◆ ENTRIES SUPPLIED:
◆ ◆ ◆

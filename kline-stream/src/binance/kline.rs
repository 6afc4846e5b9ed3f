//! Binance USD-M futures kline payloads.

use crate::{
    bucket::Bucket,
    candle::{Candle, KlineEvent, StreamKey},
    error::StreamError,
    interval::Interval,
};
use chrono::{DateTime, Utc};
use rust_decimal::Decimal;
use serde::Deserialize;
use smol_str::SmolStr;
use std::str::FromStr;

/// `<symbol>@kline_<interval>` stream message.
///
/// ```json
/// {"e":"kline","E":1709298005123,"s":"BTCUSDT","k":{"t":1709298000000,"T":1709298059999,
///  "s":"BTCUSDT","i":"1m","o":"61000.1","c":"61010.0","h":"61020.5","l":"60990.0",
///  "v":"12.345","x":false}}
/// ```
#[derive(Debug, Clone, Deserialize)]
pub struct BinanceKlineMessage {
    #[serde(rename = "e")]
    pub event_type: SmolStr,
    #[serde(rename = "E")]
    pub event_time: i64,
    #[serde(rename = "s")]
    pub symbol: SmolStr,
    #[serde(rename = "k")]
    pub kline: BinanceKlinePayload,
}

#[derive(Debug, Clone, Deserialize)]
pub struct BinanceKlinePayload {
    #[serde(rename = "t")]
    pub open_time: i64,
    #[serde(rename = "T")]
    pub close_time: i64,
    #[serde(rename = "i")]
    pub interval: SmolStr,
    #[serde(rename = "o", with = "rust_decimal::serde::str")]
    pub open: Decimal,
    #[serde(rename = "h", with = "rust_decimal::serde::str")]
    pub high: Decimal,
    #[serde(rename = "l", with = "rust_decimal::serde::str")]
    pub low: Decimal,
    #[serde(rename = "c", with = "rust_decimal::serde::str")]
    pub close: Decimal,
    #[serde(rename = "v", with = "rust_decimal::serde::str")]
    pub volume: Decimal,
    #[serde(rename = "x")]
    pub is_closed: bool,
}

impl BinanceKlineMessage {
    /// Normalise into a [`KlineEvent`].
    ///
    /// `E` is the sequence number. The event time is `E` clamped into the kline's own `[t, T]`
    /// window, so the final `x=true` update that Binance emits just after the boundary still
    /// lands in its own bucket.
    pub fn into_event(self) -> Result<(StreamKey, KlineEvent), StreamError> {
        let interval = Interval::from_str(&self.kline.interval)?;
        let key = StreamKey::new(&self.symbol, interval);

        let clamped = self
            .event_time
            .clamp(self.kline.open_time, self.kline.close_time.max(self.kline.open_time));
        let event_time = timestamp(clamped)?;
        let source_seq = u64::try_from(self.event_time)
            .map_err(|_| StreamError::Decode(format!("negative event time {}", self.event_time)))?;

        let event = KlineEvent {
            event_time,
            open: self.kline.open,
            high: self.kline.high,
            low: self.kline.low,
            close: self.kline.close,
            volume: self.kline.volume,
            source_seq,
        };

        Ok((key, event))
    }
}

/// Decode a raw stream frame. Frames that are not kline events yield `None`.
pub fn parse_kline_message(text: &str) -> Result<Option<(StreamKey, KlineEvent)>, StreamError> {
    #[derive(Deserialize)]
    struct Envelope<'a> {
        #[serde(rename = "e", borrow)]
        event_type: Option<&'a str>,
    }

    let envelope = serde_json::from_str::<Envelope<'_>>(text)
        .map_err(|error| StreamError::Decode(error.to_string()))?;
    if envelope.event_type != Some("kline") {
        return Ok(None);
    }

    serde_json::from_str::<BinanceKlineMessage>(text)
        .map_err(|error| StreamError::Decode(error.to_string()))?
        .into_event()
        .map(Some)
}

/// `GET /fapi/v1/klines` row.
#[derive(Debug, Clone, Deserialize)]
pub struct BinanceRestKline(
    i64,    // 0: Open time
    String, // 1: Open
    String, // 2: High
    String, // 3: Low
    String, // 4: Close
    String, // 5: Volume
    #[allow(dead_code)] i64,    // 6: Close time
    #[allow(dead_code)] String, // 7: Quote asset volume
    #[allow(dead_code)] i64,    // 8: Number of trades
    #[allow(dead_code)] String, // 9: Taker buy base asset volume
    #[allow(dead_code)] String, // 10: Taker buy quote asset volume
    #[allow(dead_code)] String, // 11: Ignore
);

impl BinanceRestKline {
    pub fn open_time_ms(&self) -> i64 {
        self.0
    }

    /// Convert into a [`Candle`] of `key`. `is_closed` is left to the caller, REST rows include
    /// the still forming bucket.
    pub fn into_candle(self, key: &StreamKey) -> Result<Candle, StreamError> {
        let bucket = Bucket::containing(timestamp(self.0)?, key.interval)?;

        Ok(Candle {
            symbol: key.symbol.clone(),
            interval: key.interval,
            open_time: timestamp(self.0)?,
            close_time: bucket.close_time,
            open: decimal("open", &self.1)?,
            high: decimal("high", &self.2)?,
            low: decimal("low", &self.3)?,
            close: decimal("close", &self.4)?,
            volume: decimal("volume", &self.5)?,
            is_closed: false,
        })
    }
}

fn timestamp(millis: i64) -> Result<DateTime<Utc>, StreamError> {
    DateTime::from_timestamp_millis(millis).ok_or(StreamError::TimestampOutOfRange(millis))
}

fn decimal(field: &str, value: &str) -> Result<Decimal, StreamError> {
    Decimal::from_str(value)
        .map_err(|error| StreamError::Decode(format!("{field} '{value}': {error}")))
}

#[cfg(test)]
mod tests {
    use super::*;
    use rust_decimal_macros::dec;

    const OPEN_MS: i64 = 1_709_298_000_000;

    fn frame(event_time: i64, is_closed: bool) -> String {
        format!(
            r#"{{"e":"kline","E":{event_time},"s":"BTCUSDT","k":{{"t":{OPEN_MS},"T":{},"s":"BTCUSDT","i":"1m","f":100,"L":200,"o":"61000.1","c":"61010.0","h":"61020.5","l":"60990.0","v":"12.345","n":100,"x":{is_closed},"q":"1.0","V":"1.0","Q":"1.0","B":"0"}}}}"#,
            OPEN_MS + 59_999
        )
    }

    #[test]
    fn test_parse_kline_message() {
        let (key, event) = parse_kline_message(&frame(OPEN_MS + 5_123, false))
            .unwrap()
            .unwrap();

        assert_eq!(key, StreamKey::new("BTCUSDT", Interval::from_minutes(1)));
        assert_eq!(event.event_time.timestamp_millis(), OPEN_MS + 5_123);
        assert_eq!(event.source_seq, (OPEN_MS + 5_123) as u64);
        assert_eq!(event.open, dec!(61000.1));
        assert_eq!(event.high, dec!(61020.5));
        assert_eq!(event.low, dec!(60990.0));
        assert_eq!(event.close, dec!(61010.0));
        assert_eq!(event.volume, dec!(12.345));
    }

    #[test]
    fn test_parse_kline_message_clamps_final_update() {
        struct TestCase {
            event_time: i64,
            expected_ms: i64,
        }

        let tests = vec![
            TestCase {
                // TC0: final update delivered after the boundary stays in its bucket
                event_time: OPEN_MS + 60_012,
                expected_ms: OPEN_MS + 59_999,
            },
            TestCase {
                // TC1: skewed event before the bucket opened
                event_time: OPEN_MS - 3,
                expected_ms: OPEN_MS,
            },
        ];

        for (index, test) in tests.into_iter().enumerate() {
            let (_, event) = parse_kline_message(&frame(test.event_time, true))
                .unwrap()
                .unwrap();
            assert_eq!(
                event.event_time.timestamp_millis(),
                test.expected_ms,
                "TC{} failed",
                index
            );
            assert_eq!(event.source_seq, test.event_time as u64, "TC{} failed", index);
        }
    }

    #[test]
    fn test_parse_kline_message_ignores_other_frames() {
        assert_eq!(parse_kline_message(r#"{"result":null,"id":1}"#), Ok(None));
        assert_eq!(
            parse_kline_message(r#"{"e":"aggTrade","E":1,"s":"BTCUSDT"}"#),
            Ok(None)
        );
        assert!(matches!(
            parse_kline_message("not json"),
            Err(StreamError::Decode(_))
        ));
    }

    #[test]
    fn test_rest_kline_into_candle() {
        let row: BinanceRestKline = serde_json::from_str(&format!(
            r#"[{OPEN_MS},"61000.1","61020.5","60990.0","61010.0","12.345",{},"1.0",100,"1.0","1.0","0"]"#,
            OPEN_MS + 59_999
        ))
        .unwrap();
        let key = StreamKey::new("BTCUSDT", Interval::from_minutes(1));

        let candle = row.into_candle(&key).unwrap();
        assert_eq!(candle.open_time.timestamp_millis(), OPEN_MS);
        assert_eq!(candle.close_time.timestamp_millis(), OPEN_MS + 60_000);
        assert_eq!(candle.close, dec!(61010.0));
        assert_eq!(candle.key(), key);
    }

    #[test]
    fn test_rest_kline_into_candle_weekly() {
        // Monday 2024-03-04, Binance weeks close on the following Monday
        let monday_ms = 1_709_510_400_000;
        let row: BinanceRestKline = serde_json::from_str(&format!(
            r#"[{monday_ms},"1","2","0.5","1.5","10",{},"1.0",100,"1.0","1.0","0"]"#,
            monday_ms + 604_799_999
        ))
        .unwrap();
        let key = StreamKey::new("BTCUSDT", Interval::from_str("1w").unwrap());

        let candle = row.into_candle(&key).unwrap();
        assert_eq!(candle.open_time.timestamp_millis(), monday_ms);
        assert_eq!(candle.close_time.timestamp_millis(), 1_710_115_200_000);
    }
}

◆ ◆ ◆

◆ TO DO: State the number of lines in the records above that contain the string "symbol", and give nothing else.

◆ REPLY TO THE EXERCISE: 4